Ethapazham Pachadi

chockyfoodie's picture

Oct. 03, 2012

Ethapazham pachadi or nenthrapazham pachadi is a side dish prepared and served during regular meals and special occasions. Ethapazham or nenthrapazham or banana is a very typical ingredient in many curries and is also used for making dessert


Ethapazham 1 Cup (16 tbs) , halved and sliced in squares ((kerala plantain))
Ginger 1 Teaspoon , finely sliced
Green chillies 2 Medium , chopped nicely
Turmeric powder 1/2 Teaspoon
Chili powder 1/2 Teaspoon
Yogurt 1 Cup (16 tbs)
Water 1/2 Cup (8 tbs)
Curry leaves 2 Teaspoon
Mustard seeds 1 Teaspoon , powdered (For Grinding)
Coconut 1/2 Cup (8 tbs) , grated
Cumin powder 1/4 Teaspoon
Mustard seeds 1 Teaspoon (For seasoning)
Dry red chilies 1 Teaspoon
Coconut oil 2 Teaspoon
Curry leaves 1 Teaspoon



1. In a mixer, grind coconut, cumin powder and mustard powder.

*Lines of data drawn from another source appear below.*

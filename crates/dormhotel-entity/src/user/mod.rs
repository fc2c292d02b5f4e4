//! User domain entities.

pub mod model;
pub mod role;

pub use model::User;
pub use role::UserRole;
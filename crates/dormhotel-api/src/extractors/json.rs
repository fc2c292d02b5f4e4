//! JSON body extractor whose rejections use the API error format.

use axum::Json;
use axum::extract::{FromRequest, Request};
use axum::extract::rejection::JsonRejection;
use axum::http::StatusCode;
use serde::de::DeserializeOwned;
use tracing::debug;

use dormhotel_core::error::AppError;

use crate::error::ApiError;

/// Like `axum::Json`, but a malformed body is a 400 validation error and an
/// oversized one is a 413.
#[derive(Debug, Clone)]
pub struct JsonBody<T>(pub T);

impl<T, S> FromRequest<S> for JsonBody<T>
where
    T: DeserializeOwned,
    S: Send + Sync,
{
    type Rejection = ApiError;

    async fn from_request(req: Request, state: &S) -> Result<Self, Self::Rejection> {
        match Json::<T>::from_request(req, state).await {
            Ok(Json(value)) => Ok(Self(value)),
            Err(rejection) => {
                debug!(reason = %rejection.body_text(), "Rejected request body");
                if rejection.status() == StatusCode::PAYLOAD_TOO_LARGE {
                    return Err(AppError::payload_too_large("Request body too large").into());
                }
                Err(AppError::validation(rejection_message(&rejection)).into())
            }
        }
    }
}

fn rejection_message(rejection: &JsonRejection) -> &'static str {
    match rejection {
        JsonRejection::MissingJsonContentType(_) => "Expected a JSON request body",
        JsonRejection::BytesRejection(_) => "Request body could not be read",
        _ => "Malformed JSON request body",
    }
}
//! Shared test helpers for HTTP integration tests.
//!
//! Drives the real router over in-memory stores with a pinned clock.

#![allow(dead_code)]

use std::sync::Arc;

use axum::Router;
use axum::body::Body;
use axum::http::header::{AUTHORIZATION, CONTENT_TYPE, COOKIE, SET_COOKIE};
use axum::http::{HeaderMap, Request, StatusCode};
use chrono::NaiveDate;
use serde_json::{Value, json};
use tower::ServiceExt;

use dormhotel_api::{AppState, build_app};
use dormhotel_core::config::AppConfig;
use dormhotel_database::memory::{MemoryBookingStore, MemoryUserStore};
use dormhotel_service::booking::FixedClock;

pub const ADMIN_EMAIL: &str = "admin@thedormhotel.com";
pub const ADMIN_PASSWORD: &str = "admin123";

/// How a request presents its session token.
#[derive(Debug, Clone, Copy)]
pub enum Auth<'a> {
    None,
    Cookie(&'a str),
    Bearer(&'a str),
}

/// Captured response.
#[derive(Debug)]
pub struct TestResponse {
    pub status: StatusCode,
    pub headers: HeaderMap,
    pub body: Value,
}

impl TestResponse {
    /// Value of the `token` cookie set by this response, if any.
    pub fn session_cookie(&self) -> Option<String> {
        self.headers
            .get_all(SET_COOKIE)
            .iter()
            .filter_map(|v| v.to_str().ok())
            .find(|v| v.starts_with("token="))
            .map(str::to_string)
    }

    /// The token carried by the session cookie.
    pub fn token(&self) -> Option<String> {
        self.session_cookie().and_then(|c| {
            c.split(';')
                .next()
                .and_then(|pair| pair.strip_prefix("token="))
                .map(str::to_string)
        })
    }

    /// The `error` message of a JSON error body.
    pub fn error(&self) -> &str {
        self.body["error"].as_str().unwrap_or_default()
    }
}

/// Test application context.
pub struct TestApp {
    pub router: Router,
    pub users: MemoryUserStore,
    pub bookings: MemoryBookingStore,
    pub today: NaiveDate,
}

impl TestApp {
    /// Build the app with the admin account already seeded.
    pub async fn new() -> Self {
        let mut config = AppConfig::default();
        config.environment = "test".to_string();
        config.auth.jwt_secret = "integration-test-secret".to_string();
        config.auth.hash_memory_kib = 1024;
        config.auth.hash_iterations = 1;

        let users = MemoryUserStore::new();
        let bookings = MemoryBookingStore::new();
        let today = NaiveDate::from_ymd_opt(2030, 6, 1).unwrap();

        let state = AppState::with_clock(
            config,
            Arc::new(users.clone()),
            Arc::new(bookings.clone()),
            Arc::new(FixedClock(today)),
        )
        .expect("Failed to build state");

        state
            .auth_service
            .seed_admin(ADMIN_EMAIL, ADMIN_PASSWORD)
            .await
            .expect("Failed to seed admin");

        Self {
            router: build_app(state),
            users,
            bookings,
            today,
        }
    }

    /// Date `days` after the pinned "today", formatted for the API.
    pub fn date(&self, days: i64) -> String {
        (self.today + chrono::Duration::days(days))
            .format("%Y-%m-%d")
            .to_string()
    }

    /// Send a request with an optional JSON body.
    pub async fn request(
        &self,
        method: &str,
        path: &str,
        body: Option<Value>,
        auth: Auth<'_>,
    ) -> TestResponse {
        let body = body.map(|b| b.to_string()).unwrap_or_default();
        self.raw_request(method, path, body, auth).await
    }

    /// Send a request with a verbatim body.
    pub async fn raw_request(
        &self,
        method: &str,
        path: &str,
        body: String,
        auth: Auth<'_>,
    ) -> TestResponse {
        let mut req = Request::builder()
            .method(method)
            .uri(path)
            .header(CONTENT_TYPE, "application/json");

        req = match auth {
            Auth::None => req,
            Auth::Cookie(token) => req.header(COOKIE, format!("token={token}")),
            Auth::Bearer(token) => req.header(AUTHORIZATION, format!("Bearer {token}")),
        };

        let req = req.body(Body::from(body)).expect("Failed to build request");

        let response = self
            .router
            .clone()
            .oneshot(req)
            .await
            .expect("Failed to send request");

        let status = response.status();
        let headers = response.headers().clone();
        let bytes = axum::body::to_bytes(response.into_body(), 1024 * 1024)
            .await
            .expect("Failed to read body");
        let body = serde_json::from_slice(&bytes).unwrap_or(Value::Null);

        TestResponse {
            status,
            headers,
            body,
        }
    }

    pub async fn register(&self, email: &str, password: &str) -> TestResponse {
        self.request(
            "POST",
            "/api/register",
            Some(json!({ "email": email, "password": password })),
            Auth::None,
        )
        .await
    }

    pub async fn login(&self, email: &str, password: &str) -> TestResponse {
        self.request(
            "POST",
            "/api/login",
            Some(json!({ "email": email, "password": password })),
            Auth::None,
        )
        .await
    }

    /// Register a guest account and return its session token.
    pub async fn guest_token(&self, email: &str) -> String {
        let registered = self.register(email, "guest-pass").await;
        assert_eq!(registered.status, StatusCode::CREATED);
        self.login(email, "guest-pass")
            .await
            .token()
            .expect("Login did not set a session cookie")
    }

    /// Session token of the seeded admin.
    pub async fn admin_token(&self) -> String {
        self.login(ADMIN_EMAIL, ADMIN_PASSWORD)
            .await
            .token()
            .expect("Admin login did not set a session cookie")
    }

    /// A valid booking body starting `offset` days from today.
    pub fn booking_body(&self, offset: i64, nights: i64, room_type: &str) -> Value {
        json!({
            "name": "Jane Guest",
            "email": "jane@example.com",
            "check_in": self.date(offset),
            "check_out": self.date(offset + nights),
            "room_type": room_type,
        })
    }

    /// Create a booking and return its id.
    pub async fn create_booking(&self, token: &str, room_type: &str) -> i64 {
        let response = self
            .request(
                "POST",
                "/api/bookings",
                Some(self.booking_body(1, 2, room_type)),
                Auth::Cookie(token),
            )
            .await;
        assert_eq!(response.status, StatusCode::CREATED);
        response.body["id"].as_i64().expect("Booking id missing")
    }
}
//! Request DTOs.
//!
//! Every field is optional so that missing fields reach the service layer
//! and produce its validation messages instead of a deserialization error.

use serde::{Deserialize, Serialize};

use dormhotel_service::booking::BookingDraft;

/// Credentials for register and login.
#[derive(Debug, Clone, Default, Serialize, Deserialize)]
pub struct CredentialsRequest {
    /// Account email.
    pub email: Option<String>,
    /// Plaintext password.
    pub password: Option<String>,
}

/// Create booking request.
#[derive(Debug, Clone, Default, Serialize, Deserialize)]
pub struct CreateBookingRequest {
    /// Guest name.
    pub name: Option<String>,
    /// Guest email.
    pub email: Option<String>,
    /// Arrival date, `YYYY-MM-DD`.
    pub check_in: Option<String>,
    /// Departure date, `YYYY-MM-DD`.
    pub check_out: Option<String>,
    /// `single`, `double` or `suite`.
    pub room_type: Option<String>,
}

impl From<CreateBookingRequest> for BookingDraft {
    fn from(req: CreateBookingRequest) -> Self {
        Self {
            name: req.name,
            email: req.email,
            check_in: req.check_in,
            check_out: req.check_out,
            room_type: req.room_type,
        }
    }
}
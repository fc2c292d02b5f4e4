//! PostgreSQL store implementations.

pub mod booking;
pub mod user;

pub use booking::BookingRepository;
pub use user::UserRepository;

use dormhotel_core::error::{AppError, ErrorKind};

/// Map a query failure to `StoreUnavailable`, keeping the cause.
pub(crate) fn store_error(context: &str, err: sqlx::Error) -> AppError {
    AppError::with_source(ErrorKind::StoreUnavailable, context.to_string(), err)
}
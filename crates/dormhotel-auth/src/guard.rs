//! Per-request access control.
//!
//! Every protected request is re-evaluated from its token; there is no
//! server-side session state.

use std::sync::Arc;

use tracing::debug;

use dormhotel_core::error::AppError;
use dormhotel_core::result::AppResult;
use dormhotel_database::store::UserStore;
use dormhotel_entity::user::{User, UserRole};

use crate::jwt::JwtDecoder;

const BEARER_PREFIX: &str = "Bearer ";

/// Pick the session token from the cookie value or the `Authorization`
/// header. A non-empty cookie always wins.
pub fn extract_token<'a>(cookie: Option<&'a str>, authorization: Option<&'a str>) -> Option<&'a str> {
    if let Some(token) = cookie.map(str::trim).filter(|t| !t.is_empty()) {
        return Some(token);
    }

    authorization
        .and_then(|h| h.strip_prefix(BEARER_PREFIX))
        .map(str::trim)
        .filter(|t| !t.is_empty())
}

/// Resolves a token into a loaded user with an acceptable role.
#[derive(Clone)]
pub struct AccessGuard {
    decoder: JwtDecoder,
    users: Arc<dyn UserStore>,
}

impl std::fmt::Debug for AccessGuard {
    fn fmt(&self, f: &mut std::fmt::Formatter<'_>) -> std::fmt::Result {
        f.debug_struct("AccessGuard")
            .field("decoder", &self.decoder)
            .finish()
    }
}

impl AccessGuard {
    /// Creates a guard over the given verifier and credential store.
    pub fn new(decoder: JwtDecoder, users: Arc<dyn UserStore>) -> Self {
        Self { decoder, users }
    }

    /// Authorize a request.
    ///
    /// Checks run in order: token present, token valid, role in `required`
    /// (skipped when `required` is empty), user still exists.
    pub async fn authorize(&self, token: Option<&str>, required: &[UserRole]) -> AppResult<User> {
        let token = token.ok_or_else(|| AppError::unauthenticated("Authentication required"))?;

        let (user_id, claims) = self.decoder.verify(token)?;

        if !required.is_empty() && !required.contains(&claims.role) {
            debug!(user_id, role = %claims.role, "Role not permitted for route");
            return Err(AppError::forbidden("Insufficient permissions"));
        }

        self.users
            .find_by_id(user_id)
            .await?
            .ok_or_else(|| AppError::unauthenticated("User not found"))
    }
}

#[cfg(test)]
mod tests {
    use super::*;
    use crate::jwt::JwtEncoder;
    use dormhotel_core::config::AuthConfig;
    use dormhotel_core::error::ErrorKind;
    use dormhotel_database::memory::MemoryUserStore;

    #[test]
    fn test_extract_token_prefers_cookie() {
        assert_eq!(extract_token(Some("c"), Some("Bearer h")), Some("c"));
        assert_eq!(extract_token(None, Some("Bearer h")), Some("h"));
        assert_eq!(extract_token(Some(""), Some("Bearer h")), Some("h"));
        assert_eq!(extract_token(None, Some("Basic abc")), None);
        assert_eq!(extract_token(None, Some("Bearer ")), None);
        assert_eq!(extract_token(None, None), None);
    }

    async fn setup() -> (AccessGuard, JwtEncoder, MemoryUserStore) {
        let config = AuthConfig::default();
        let users = MemoryUserStore::new();
        let guard = AccessGuard::new(JwtDecoder::new(&config), Arc::new(users.clone()));
        (guard, JwtEncoder::new(&config), users)
    }

    #[tokio::test]
    async fn test_missing_token() {
        let (guard, _, _) = setup().await;
        let err = guard.authorize(None, &[]).await.unwrap_err();
        assert_eq!(err.kind, ErrorKind::Unauthenticated);
        assert_eq!(err.message, "Authentication required");
    }

    #[tokio::test]
    async fn test_garbage_token() {
        let (guard, _, _) = setup().await;
        let err = guard.authorize(Some("garbage"), &[]).await.unwrap_err();
        assert_eq!(err.kind, ErrorKind::Unauthenticated);
    }

    #[tokio::test]
    async fn test_role_checked_before_user_lookup() {
        let (guard, encoder, _) = setup().await;
        // id 99 does not exist; the role check must fail first
        let token = encoder.issue(99, UserRole::User).unwrap();

        let err = guard
            .authorize(Some(&token), &[UserRole::Admin])
            .await
            .unwrap_err();
        assert_eq!(err.kind, ErrorKind::Forbidden);
    }

    #[tokio::test]
    async fn test_unknown_user() {
        let (guard, encoder, _) = setup().await;
        let token = encoder.issue(99, UserRole::User).unwrap();

        let err = guard.authorize(Some(&token), &[]).await.unwrap_err();
        assert_eq!(err.kind, ErrorKind::Unauthenticated);
    }

    #[tokio::test]
    async fn test_loads_user() {
        let (guard, encoder, users) = setup().await;
        let user = users.insert("guest@example.com", "hash").await.unwrap();
        let token = encoder.issue(user.id, user.role).unwrap();

        let loaded = guard
            .authorize(Some(&token), &[UserRole::User, UserRole::Admin])
            .await
            .unwrap();
        assert_eq!(loaded.id, user.id);
    }
}
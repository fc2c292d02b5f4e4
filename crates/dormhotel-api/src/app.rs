//! Application builder and server lifecycle.

use std::future::IntoFuture;
use std::sync::Arc;
use std::time::Duration;

use axum::Router;
use tokio::sync::watch;
use tracing::{info, warn};

use dormhotel_auth::password::PasswordHasher;
use dormhotel_core::config::AppConfig;
use dormhotel_core::error::AppError;
use dormhotel_database::bootstrap::RetryPolicy;
use dormhotel_database::connection::DatabasePool;
use dormhotel_database::migration::run_migrations;
use dormhotel_database::repositories::{BookingRepository, UserRepository};

use crate::router::build_router;
use crate::state::AppState;

/// Builds the complete Axum application with all routes and middleware.
pub fn build_app(state: AppState) -> Router {
    build_router(state)
}

/// Connect, migrate, seed the admin account, and wire the state.
///
/// Any failure restarts the whole sequence, up to the configured budget.
async fn initialize(config: &AppConfig) -> Result<(DatabasePool, AppState), AppError> {
    let policy = RetryPolicy::from_config(&config.database);

    policy
        .run("Store initialization", move |attempt| async move {
            info!(attempt, max_attempts = policy.max_attempts, "Initializing store");

            let db = DatabasePool::connect(&config.database).await?;
            db.health_check().await?;
            run_migrations(db.pool()).await?;

            let state = AppState::new(
                config.clone(),
                Arc::new(UserRepository::new(db.pool().clone())),
                Arc::new(BookingRepository::new(db.pool().clone())),
            )?;
            state
                .auth_service
                .seed_admin(&config.seed.admin_email, &config.seed.admin_password)
                .await?;

            Ok::<_, AppError>((db, state))
        })
        .await
}

/// Runs the DormHotel server until a shutdown signal arrives.
pub async fn run_server(config: AppConfig) -> Result<(), AppError> {
    config.validate()?;
    // Unusable hashing parameters would otherwise burn the whole retry budget
    PasswordHasher::new(&config.auth)?;

    let (db, state) = initialize(&config).await?;

    let app = build_app(state);
    let addr = format!("{}:{}", config.server.host, config.server.port);
    let listener = tokio::net::TcpListener::bind(&addr)
        .await
        .map_err(|e| AppError::internal(format!("Failed to bind {addr}: {e}")))?;

    info!(address = %addr, environment = %config.environment, "DormHotel server listening");

    let (shutdown_tx, mut shutdown_rx) = watch::channel(false);
    let server = axum::serve(listener, app).with_graceful_shutdown(async move {
        shutdown_signal().await;
        let _ = shutdown_tx.send(true);
    });

    let grace = Duration::from_secs(config.server.shutdown_grace_seconds);
    let result = tokio::select! {
        result = server.into_future() => {
            result.map_err(|e| AppError::internal(format!("Server error: {e}")))
        }
        _ = async {
            let _ = shutdown_rx.wait_for(|stopping| *stopping).await;
            tokio::time::sleep(grace).await;
        } => {
            warn!(grace_seconds = grace.as_secs(), "Graceful shutdown timed out, dropping open connections");
            Ok(())
        }
    };

    db.close().await;
    info!("DormHotel server stopped");
    result
}

async fn shutdown_signal() {
    let ctrl_c = async {
        tokio::signal::ctrl_c()
            .await
            .expect("Failed to install Ctrl+C handler");
    };

    #[cfg(unix)]
    let terminate = async {
        tokio::signal::unix::signal(tokio::signal::unix::SignalKind::terminate())
            .expect("Failed to install SIGTERM handler")
            .recv()
            .await;
    };

    #[cfg(not(unix))]
    let terminate = std::future::pending::<()>();

    tokio::select! {
        _ = ctrl_c => {},
        _ = terminate => {},
    }

    info!("Shutdown signal received");
}
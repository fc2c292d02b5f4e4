//! Convenience result type alias for DormHotel.

use crate::error::AppError;

/// A specialized `Result` type for DormHotel operations.
pub type AppResult<T> = Result<T, AppError>;
//! Session token creation.

use chrono::{DateTime, Duration, Utc};
use jsonwebtoken::{EncodingKey, Header, encode};

use dormhotel_core::config::AuthConfig;
use dormhotel_core::error::AppError;
use dormhotel_entity::user::UserRole;

use super::claims::Claims;

/// Creates HS256-signed session tokens.
#[derive(Clone)]
pub struct JwtEncoder {
    encoding_key: EncodingKey,
    ttl: Duration,
}

impl std::fmt::Debug for JwtEncoder {
    fn fmt(&self, f: &mut std::fmt::Formatter<'_>) -> std::fmt::Result {
        f.debug_struct("JwtEncoder").field("ttl", &self.ttl).finish()
    }
}

impl JwtEncoder {
    /// Creates a new encoder from auth configuration.
    pub fn new(config: &AuthConfig) -> Self {
        Self {
            encoding_key: EncodingKey::from_secret(config.jwt_secret.as_bytes()),
            ttl: Duration::hours(config.token_ttl_hours as i64),
        }
    }

    /// Token lifetime.
    pub fn ttl(&self) -> Duration {
        self.ttl
    }

    /// Issues a token for the given user, valid from now.
    pub fn issue(&self, user_id: i64, role: UserRole) -> Result<String, AppError> {
        self.issue_at(user_id, role, Utc::now())
    }

    /// Issues a token as if it were created at `issued_at`.
    pub fn issue_at(
        &self,
        user_id: i64,
        role: UserRole,
        issued_at: DateTime<Utc>,
    ) -> Result<String, AppError> {
        let claims = Claims {
            sub: user_id.to_string(),
            role,
            iat: issued_at.timestamp(),
            exp: (issued_at + self.ttl).timestamp(),
        };

        encode(&Header::default(), &claims, &self.encoding_key)
            .map_err(|e| AppError::internal(format!("Failed to encode session token: {e}")))
    }
}
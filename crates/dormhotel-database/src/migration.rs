//! Embedded schema for the `users` and `bookings` tables.

use sqlx::PgPool;
use sqlx::migrate::Migrator;
use tracing::info;

use dormhotel_core::error::{AppError, ErrorKind};

/// Migrations compiled into the binary. Also drives `#[sqlx::test]` databases.
pub static MIGRATOR: Migrator = sqlx::migrate!("../../migrations");

/// Bring the schema up to date. Already-applied versions are skipped, so
/// this is safe on every startup attempt.
pub async fn run_migrations(pool: &PgPool) -> Result<(), AppError> {
    MIGRATOR.run(pool).await.map_err(|e| {
        AppError::with_source(ErrorKind::StoreUnavailable, "Schema migration failed", e)
    })?;

    info!(known = MIGRATOR.iter().count(), "Booking store schema is current");
    Ok(())
}

#[cfg(test)]
mod tests {
    use super::*;

    #[test]
    fn test_users_created_before_bookings() {
        let versions: Vec<i64> = MIGRATOR.iter().map(|m| m.version).collect();
        assert_eq!(versions, vec![20240101000001, 20240101000002]);

        let descriptions: Vec<&str> = MIGRATOR.iter().map(|m| m.description.as_ref()).collect();
        assert_eq!(descriptions, vec!["create users", "create bookings"]);
    }
}
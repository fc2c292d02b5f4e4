//! Authentication configuration.

use serde::{Deserialize, Serialize};

/// Development-only signing secret shipped in the defaults.
pub const PLACEHOLDER_SECRET: &str = "CHANGE_ME_IN_PRODUCTION";

/// Session token, cookie, and password hashing configuration.
#[derive(Debug, Clone, Serialize, Deserialize)]
pub struct AuthConfig {
    /// Secret key for JWT signing (HMAC-SHA256).
    #[serde(default = "default_jwt_secret")]
    pub jwt_secret: String,
    /// Session token lifetime in hours.
    #[serde(default = "default_token_ttl")]
    pub token_ttl_hours: u64,
    /// Name of the HTTP-only session cookie.
    #[serde(default = "default_cookie_name")]
    pub cookie_name: String,
    /// Whether the session cookie carries the `Secure` attribute.
    #[serde(default)]
    pub cookie_secure: bool,
    /// Argon2 memory cost in KiB.
    #[serde(default = "default_hash_memory")]
    pub hash_memory_kib: u32,
    /// Argon2 iteration count.
    #[serde(default = "default_hash_iterations")]
    pub hash_iterations: u32,
    /// Argon2 degree of parallelism.
    #[serde(default = "default_hash_parallelism")]
    pub hash_parallelism: u32,
}

impl Default for AuthConfig {
    fn default() -> Self {
        Self {
            jwt_secret: default_jwt_secret(),
            token_ttl_hours: default_token_ttl(),
            cookie_name: default_cookie_name(),
            cookie_secure: false,
            hash_memory_kib: default_hash_memory(),
            hash_iterations: default_hash_iterations(),
            hash_parallelism: default_hash_parallelism(),
        }
    }
}

fn default_jwt_secret() -> String {
    PLACEHOLDER_SECRET.to_string()
}

fn default_token_ttl() -> u64 {
    8
}

fn default_cookie_name() -> String {
    "token".to_string()
}

fn default_hash_memory() -> u32 {
    65536
}

fn default_hash_iterations() -> u32 {
    3
}

fn default_hash_parallelism() -> u32 {
    1
}
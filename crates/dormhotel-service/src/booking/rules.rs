//! Booking input validation.
//!
//! Checks run in a fixed order and the first failure is reported.

use chrono::{Local, NaiveDate};
use serde::{Deserialize, Serialize};

use dormhotel_core::error::AppError;
use dormhotel_core::result::AppResult;
use dormhotel_entity::booking::{NewBooking, RoomType};

const DATE_FORMAT: &str = "%Y-%m-%d";

/// Source of the current calendar date.
pub trait Clock: Send + Sync + 'static {
    /// Today's date.
    fn today(&self) -> NaiveDate;
}

/// The server's local calendar date.
#[derive(Debug, Clone, Copy, Default)]
pub struct SystemClock;

impl Clock for SystemClock {
    fn today(&self) -> NaiveDate {
        Local::now().date_naive()
    }
}

/// A clock pinned to one date.
#[derive(Debug, Clone, Copy)]
pub struct FixedClock(pub NaiveDate);

impl Clock for FixedClock {
    fn today(&self) -> NaiveDate {
        self.0
    }
}

/// Unvalidated booking input as submitted by a client.
#[derive(Debug, Clone, Default, Serialize, Deserialize)]
pub struct BookingDraft {
    /// Guest name.
    pub name: Option<String>,
    /// Guest email.
    pub email: Option<String>,
    /// Arrival date, `YYYY-MM-DD`.
    pub check_in: Option<String>,
    /// Departure date, `YYYY-MM-DD`.
    pub check_out: Option<String>,
    /// `single`, `double` or `suite`.
    pub room_type: Option<String>,
}

/// Present means non-empty. Values are kept exactly as submitted.
fn present(field: &Option<String>) -> Option<&str> {
    field.as_deref().filter(|v| !v.is_empty())
}

fn parse_date(value: &str) -> Option<NaiveDate> {
    NaiveDate::parse_from_str(value, DATE_FORMAT).ok()
}

impl BookingDraft {
    /// Validate the draft for `user_id` against `today`.
    pub fn validate(&self, user_id: i64, today: NaiveDate) -> AppResult<NewBooking> {
        let (Some(name), Some(email), Some(check_in), Some(check_out), Some(room_type)) = (
            present(&self.name),
            present(&self.email),
            present(&self.check_in),
            present(&self.check_out),
            present(&self.room_type),
        ) else {
            return Err(AppError::validation("All fields are required"));
        };

        let check_in = parse_date(check_in)
            .ok_or_else(|| AppError::validation("Invalid check-in date"))?;
        if check_in < today {
            return Err(AppError::validation("Check-in date cannot be in the past"));
        }

        let check_out = parse_date(check_out)
            .ok_or_else(|| AppError::validation("Invalid check-out date"))?;
        if check_out <= check_in {
            return Err(AppError::validation(
                "Check-out date must be after check-in date",
            ));
        }

        let room_type: RoomType = room_type.parse()?;

        Ok(NewBooking {
            user_id,
            name: name.to_string(),
            email: email.to_string(),
            check_in,
            check_out,
            room_type,
        })
    }
}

2. Spin the curd once in a mixer to remove lumps.


3. In an saucepan, add nenthrapazham, ginger, green chilies, turmeric powder, chili powder, curry leaves along with ½ cup water and pressure cook this mixture for about 7-10 minutes. When cooked smash the bananas lightly using back of the spoon.

4. Add coconut paste and mix well. Allow the mixture to cool.

5. Add curd and blend well using spoon.


6. In a pan heat oil, and splutter mustard seeds. Saute chilies and curry leaves for about a minute and blend it into pachadi by mixing it with spoon.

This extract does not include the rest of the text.